いま、久しぶりにこの本を読み返してみて、旗のシーンだけではなく、端々の色々なところに鴨居さんの影響を受けているんだな。と改めて感じます。
そして、そんな鴨居さんの影響を受けたもんぺやの旗がこちらです。
ホームページを開くとまず一番に目に入るこの旗のロゴもこの旗をモチーフに作られています。

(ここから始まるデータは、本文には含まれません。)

use crate::error::IllegalTransition;

/// Progress of one category through the pipeline.
///
/// `Pending → Loaded → Embedded → Clustered → Resolved → Emitted`, with
/// `Failed` reachable from every non-terminal state.
#[derive(Debug, Clone, Copy, PartialEq, Eq, Hash)]
pub enum CategoryState {
    Pending,
    Loaded,
    Embedded,
    Clustered,
    Resolved,
    Emitted,
    Failed,
}

impl CategoryState {
    #[must_use]
    pub fn is_terminal(self) -> bool {
        matches!(self, Self::Emitted | Self::Failed)
    }

    /// Move to `next`.
    ///
    /// # Errors
    ///
    /// Returns [`IllegalTransition`] for anything but the next stage in line
    /// or `Failed` from a non-terminal state.
    pub fn advance(self, next: Self) -> Result<Self, IllegalTransition> {
        let allowed = match (self, next) {
            (Self::Pending, Self::Loaded)
            | (Self::Loaded, Self::Embedded)
            | (Self::Embedded, Self::Clustered)
            | (Self::Clustered, Self::Resolved)
            | (Self::Resolved, Self::Emitted) => true,
            (from, Self::Failed) => !from.is_terminal(),
            _ => false,
        };
        if allowed {
            Ok(next)
        } else {
            Err(IllegalTransition {
                from: self,
                to: next,
            })
        }
    }
}

impl std::fmt::Display for CategoryState {
    fn fmt(&self, f: &mut std::fmt::Formatter<'_>) -> std::fmt::Result {
        let name = match self {
            Self::Pending => "pending",
            Self::Loaded => "loaded",
            Self::Embedded => "embedded",
            Self::Clustered => "clustered",
            Self::Resolved => "resolved",
            Self::Emitted => "emitted",
            Self::Failed => "failed",
        };
        f.write_str(name)
    }
}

洗いざらしのくたくたになったもんぺをそのまま木に結わえつけたような、人間くさい生活のにおいのする旗。 この旗とロゴはもんぺやのコンセプトの象徴です。
今、その時のあなたを生かす
もんぺは今、その時のあなたを生かして着ることの出来る服です。
洋服にはない柄の新鮮さ。 また、その機能的でシンプルな形ゆえ、
性別、年代、体型を問わずはいて頂くことが出来ます。
(それは、今その人のまま着こなすことが出来るということ)
もんぺやは、その人の今を肯定したいのです。
嬉しい時にはもんぺをはいて踊りましょう。
悲しい時にはその悲しみはもんぺとともにザブザブ洗って下さい。
もんぺはくりかえし洗うことで、柔らかく着心地が増し、よりあなたに沿うものになっていきます。

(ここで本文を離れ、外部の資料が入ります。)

//! Google Gemini `embedContent` client.

use serde::{Deserialize, Serialize};

use super::send_json;
use crate::error::EmbeddingError;

const PROVIDER: &str = "gemini";

#[derive(Serialize)]
#[serde(rename_all = "camelCase")]
struct EmbedContentRequest<'a> {
    content: Content<'a>,
    task_type: &'static str,
}

#[derive(Serialize)]
struct Content<'a> {
    parts: [Part<'a>; 1],
}

#[derive(Serialize)]
struct Part<'a> {
    text: &'a str,
}

#[derive(Deserialize)]
struct EmbedContentResponse {
    embedding: ContentEmbedding,
}

#[derive(Deserialize)]
struct ContentEmbedding {
    values: Vec<f32>,
}

#[derive(Clone)]
pub struct GeminiClient {
    client: reqwest::Client,
    url: String,
    api_key: String,
}

impl std::fmt::Debug for GeminiClient {
    fn fmt(&self, f: &mut std::fmt::Formatter<'_>) -> std::fmt::Result {
        f.debug_struct("GeminiClient")
            .field("url", &self.url)
            .field("api_key", &"[redacted]")
            .finish_non_exhaustive()
    }
}

impl GeminiClient {
    /// `model` may be given with or without the `models/` prefix.
    #[must_use]
    pub fn new(client: reqwest::Client, base_url: &str, model: &str, api_key: String) -> Self {
        let model = model.trim_start_matches("models/");
        Self {
            client,
            url: format!(
                "{}/v1beta/models/{model}:embedContent",
                base_url.trim_end_matches('/')
            ),
            api_key,
        }
    }

    /// # Errors
    ///
    /// Returns [`EmbeddingError`] on network failure, non-2xx status, or an
    /// undecodable response.
    pub async fn embed(&self, text: &str) -> Result<Vec<f32>, EmbeddingError> {
        let request = self
            .client
            .post(&self.url)
            .header("x-goog-api-key", &self.api_key)
            .json(&EmbedContentRequest {
                content: Content {
                    parts: [Part { text }],
                },
                task_type: "RETRIEVAL_DOCUMENT",
            });
        let response: EmbedContentResponse = send_json(PROVIDER, request).await?;
        Ok(response.embedding.values)
    }
}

もんぺやはあなたにしわが増えていく様子も老いていくことも肯定したいのです。
そうして、いつまでももんぺと共にあなたの今に寄り添って行ける存在であることを願い、ここに記します。
もんぺや 店主 中西あゆみ
このコンセプトの通り、いつまでももんぺと共にあなたの今に寄り添って行けるよう、旗とロゴに決意を込めています。